** TRY IT **
Would you output each record exactly as it stands?

[DATASET CONTENT]

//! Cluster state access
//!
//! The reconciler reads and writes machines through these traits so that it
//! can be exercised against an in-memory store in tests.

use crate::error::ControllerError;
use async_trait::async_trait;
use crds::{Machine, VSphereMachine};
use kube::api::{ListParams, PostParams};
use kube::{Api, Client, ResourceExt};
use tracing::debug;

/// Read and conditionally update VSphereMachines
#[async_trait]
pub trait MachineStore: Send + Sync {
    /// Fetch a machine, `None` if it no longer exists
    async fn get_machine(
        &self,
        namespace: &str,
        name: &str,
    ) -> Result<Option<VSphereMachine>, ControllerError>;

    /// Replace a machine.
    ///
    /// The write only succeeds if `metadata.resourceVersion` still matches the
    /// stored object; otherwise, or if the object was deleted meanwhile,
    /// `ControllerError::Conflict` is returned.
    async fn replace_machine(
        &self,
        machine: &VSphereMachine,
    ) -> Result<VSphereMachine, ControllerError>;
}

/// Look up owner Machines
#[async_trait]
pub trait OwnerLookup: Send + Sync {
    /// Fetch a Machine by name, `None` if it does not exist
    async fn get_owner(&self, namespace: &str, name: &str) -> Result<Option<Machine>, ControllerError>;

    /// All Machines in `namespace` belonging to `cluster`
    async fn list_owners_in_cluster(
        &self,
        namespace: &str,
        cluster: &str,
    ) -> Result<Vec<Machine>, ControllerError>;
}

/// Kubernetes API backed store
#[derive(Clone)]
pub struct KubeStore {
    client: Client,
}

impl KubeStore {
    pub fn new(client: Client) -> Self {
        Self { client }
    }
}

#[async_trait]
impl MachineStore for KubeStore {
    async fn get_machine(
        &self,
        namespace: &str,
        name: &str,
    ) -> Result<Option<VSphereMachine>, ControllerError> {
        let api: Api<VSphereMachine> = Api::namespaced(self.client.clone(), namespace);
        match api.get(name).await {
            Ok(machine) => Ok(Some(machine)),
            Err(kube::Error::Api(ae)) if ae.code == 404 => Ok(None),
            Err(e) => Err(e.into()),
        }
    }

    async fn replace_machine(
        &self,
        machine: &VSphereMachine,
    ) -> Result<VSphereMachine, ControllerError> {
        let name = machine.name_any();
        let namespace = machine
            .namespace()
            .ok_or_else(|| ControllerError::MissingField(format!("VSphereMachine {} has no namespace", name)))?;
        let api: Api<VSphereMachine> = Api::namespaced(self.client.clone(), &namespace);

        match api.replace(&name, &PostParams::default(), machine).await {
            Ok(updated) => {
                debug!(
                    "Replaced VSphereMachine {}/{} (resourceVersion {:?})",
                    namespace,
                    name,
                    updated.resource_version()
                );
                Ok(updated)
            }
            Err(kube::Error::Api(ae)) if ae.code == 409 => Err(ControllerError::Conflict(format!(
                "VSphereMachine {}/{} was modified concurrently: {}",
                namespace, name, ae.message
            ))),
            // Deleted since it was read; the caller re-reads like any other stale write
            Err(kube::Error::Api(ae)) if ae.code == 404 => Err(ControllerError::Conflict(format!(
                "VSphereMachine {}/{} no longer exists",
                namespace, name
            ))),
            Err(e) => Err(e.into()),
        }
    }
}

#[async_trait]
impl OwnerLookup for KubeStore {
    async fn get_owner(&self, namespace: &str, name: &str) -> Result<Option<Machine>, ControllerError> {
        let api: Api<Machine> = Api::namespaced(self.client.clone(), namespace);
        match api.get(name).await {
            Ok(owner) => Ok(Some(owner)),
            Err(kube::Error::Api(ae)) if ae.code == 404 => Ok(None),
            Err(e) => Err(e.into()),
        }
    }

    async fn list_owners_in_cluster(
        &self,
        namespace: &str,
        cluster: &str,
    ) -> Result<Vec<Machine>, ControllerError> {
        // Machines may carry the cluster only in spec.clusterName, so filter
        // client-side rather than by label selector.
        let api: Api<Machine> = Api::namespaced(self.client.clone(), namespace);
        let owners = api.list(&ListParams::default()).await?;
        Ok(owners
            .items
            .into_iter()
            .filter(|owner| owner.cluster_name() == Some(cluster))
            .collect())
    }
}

[/DATASET CONTENT]

** SOLUTION FOR THIS PROBLEM **
//! Cluster state access
//!
//! The reconciler reads and writes machines through these traits so that it
//! can be exercised against an in-memory store in tests.

use crate::error::ControllerError;
use async_trait::async_trait;
use crds::{Machine, VSphereMachine};
use kube::api::{ListParams, PostParams};
use kube::{Api, Client, ResourceExt};
use tracing::debug;

/// Read and conditionally update VSphereMachines
#[async_trait]
pub trait MachineStore: Send + Sync {
    /// Fetch a machine, `None` if it no longer exists
    async fn get_machine(
        &self,
        namespace: &str,
        name: &str,
    ) -> Result<Option<VSphereMachine>, ControllerError>;

    /// Replace a machine.
    ///
    /// The write only succeeds if `metadata.resourceVersion` still matches the
    /// stored object; otherwise, or if the object was deleted meanwhile,
    /// `ControllerError::Conflict` is returned.
    async fn replace_machine(
        &self,
        machine: &VSphereMachine,
    ) -> Result<VSphereMachine, ControllerError>;
}

/// Look up owner Machines
#[async_trait]
pub trait OwnerLookup: Send + Sync {
    /// Fetch a Machine by name, `None` if it does not exist
    async fn get_owner(&self, namespace: &str, name: &str) -> Result<Option<Machine>, ControllerError>;

    /// All Machines in `namespace` belonging to `cluster`
    async fn list_owners_in_cluster(
        &self,
        namespace: &str,
        cluster: &str,
    ) -> Result<Vec<Machine>, ControllerError>;
}

/// Kubernetes API backed store
#[derive(Clone)]
pub struct KubeStore {
    client: Client,
}

impl KubeStore {
    pub fn new(client: Client) -> Self {
        Self { client }
    }
}

#[async_trait]
impl MachineStore for KubeStore {
    async fn get_machine(
        &self,
        namespace: &str,
        name: &str,
    ) -> Result<Option<VSphereMachine>, ControllerError> {
        let api: Api<VSphereMachine> = Api::namespaced(self.client.clone(), namespace);
        match api.get(name).await {
            Ok(machine) => Ok(Some(machine)),
            Err(kube::Error::Api(ae)) if ae.code == 404 => Ok(None),
            Err(e) => Err(e.into()),
        }
    }

    async fn replace_machine(
        &self,
        machine: &VSphereMachine,
    ) -> Result<VSphereMachine, ControllerError> {
        let name = machine.name_any();
        let namespace = machine
            .namespace()
            .ok_or_else(|| ControllerError::MissingField(format!("VSphereMachine {} has no namespace", name)))?;
        let api: Api<VSphereMachine> = Api::namespaced(self.client.clone(), &namespace);

        match api.replace(&name, &PostParams::default(), machine).await {
            Ok(updated) => {
                debug!(
                    "Replaced VSphereMachine {}/{} (resourceVersion {:?})",
                    namespace,
                    name,
                    updated.resource_version()
                );
                Ok(updated)
            }
            Err(kube::Error::Api(ae)) if ae.code == 409 => Err(ControllerError::Conflict(format!(
                "VSphereMachine {}/{} was modified concurrently: {}",
                namespace, name, ae.message
            ))),
            // Deleted since it was read; the caller re-reads like any other stale write
            Err(kube::Error::Api(ae)) if ae.code == 404 => Err(ControllerError::Conflict(format!(
                "VSphereMachine {}/{} no longer exists",
                namespace, name
            ))),
            Err(e) => Err(e.into()),
        }
    }
}

#[async_trait]
impl OwnerLookup for KubeStore {
    async fn get_owner(&self, namespace: &str, name: &str) -> Result<Option<Machine>, ControllerError> {
        let api: Api<Machine> = Api::namespaced(self.client.clone(), namespace);
        match api.get(name).await {
            Ok(owner) => Ok(Some(owner)),
            Err(kube::Error::Api(ae)) if ae.code == 404 => Ok(None),
            Err(e) => Err(e.into()),
        }
    }

    async fn list_owners_in_cluster(
        &self,
        namespace: &str,
        cluster: &str,
    ) -> Result<Vec<Machine>, ControllerError> {
        // Machines may carry the cluster only in spec.clusterName, so filter
        // client-side rather than by label selector.
        let api: Api<Machine> = Api::namespaced(self.client.clone(), namespace);
        let owners = api.list(&ListParams::default()).await?;
        Ok(owners
            .items
            .into_iter()
            .filter(|owner| owner.cluster_name() == Some(cluster))
            .collect())
    }
}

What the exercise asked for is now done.